• Exercise instructions:
Count how many lines of the data below contain the string "tracing"; the reply should be that number alone.

--- Material shown ---

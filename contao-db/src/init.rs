// Contao - front-end rendering core for the Contao CMS
// Copyright (C) 2025 Contao Project Contributors
//
// This program is free software: you can redistribute it and/or modify
// it under the terms of the GNU Affero General Public License as
// published by the Free Software Foundation, either version 3 of the
// License, or (at your option) any later version.
//
// This program is distributed in the hope that it will be useful,
// but WITHOUT ANY WARRANTY; without even the implied warranty of
// MERCHANTABILITY or FITNESS FOR A PARTICULAR PURPOSE.  See the
// GNU Affero General Public License for more details.
//
// You should have received a copy of the GNU Affero General Public License
// along with this program.  If not, see <https://www.gnu.org/licenses/>.

use anyhow::{Context, Result};
use sqlx::sqlite::{SqliteConnectOptions, SqlitePoolOptions};
use sqlx::SqlitePool;
use std::path::Path;
use std::str::FromStr;

/// Initialize the database, creating the file if needed and running migrations
pub async fn init_database(database_url: &str) -> Result<SqlitePool> {
    if database_url.starts_with("sqlite:") {
        let path = database_url.trim_start_matches("sqlite:");
        if !path.starts_with(":memory:") {
            if let Some(parent) = Path::new(path).parent() {
                std::fs::create_dir_all(parent).context("Failed to create database directory")?;
            }
        }
    }

    let options = SqliteConnectOptions::from_str(database_url)
        .with_context(|| format!("Invalid database URL: {}", database_url))?
        .create_if_missing(true)
        .foreign_keys(true);

    let pool = SqlitePoolOptions::new()
        .connect_with(options)
        .await
        .context("Failed to connect to database")?;

    run_migrations(&pool).await?;

    Ok(pool)
}

/// Apply the embedded schema migrations
pub async fn run_migrations(pool: &SqlitePool) -> Result<()> {
    tracing::info!("Checking for pending migrations...");

    sqlx::migrate!("../migrations")
        .run(pool)
        .await
        .context("Failed to run database migrations")?;

    tracing::info!("All migrations processed successfully");
    Ok(())
}

#[cfg(test)]
mod tests {
    use super::*;

    #[tokio::test]
    async fn test_init_in_memory_creates_schema() -> Result<()> {
        let pool = init_database("sqlite::memory:").await?;

        let tables: Vec<(String,)> = sqlx::query_as(
            "SELECT name FROM sqlite_master WHERE type = 'table' AND name LIKE 'tl_%' ORDER BY name",
        )
        .fetch_all(&pool)
        .await?;
        let names: Vec<&str> = tables.iter().map(|(n,)| n.as_str()).collect();

        assert_eq!(
            names,
            vec![
                "tl_article",
                "tl_content",
                "tl_layout",
                "tl_member",
                "tl_member_group",
                "tl_member_session",
                "tl_module",
                "tl_opt_in",
                "tl_page",
                "tl_search",
                "tl_search_term",
            ]
        );
        Ok(())
    }

    #[tokio::test]
    async fn test_migrations_are_idempotent() -> Result<()> {
        let pool = init_database("sqlite::memory:").await?;
        run_migrations(&pool).await?;
        Ok(())
    }

    #[tokio::test]
    async fn test_init_creates_database_file() -> Result<()> {
        let dir = tempfile::tempdir()?;
        let path = dir.path().join("nested").join("contao.db");
        let url = format!("sqlite:{}", path.display());

        let pool = init_database(&url).await?;
        pool.close().await;
        assert!(path.exists());
        Ok(())
    }
}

---

• Output of the task:
2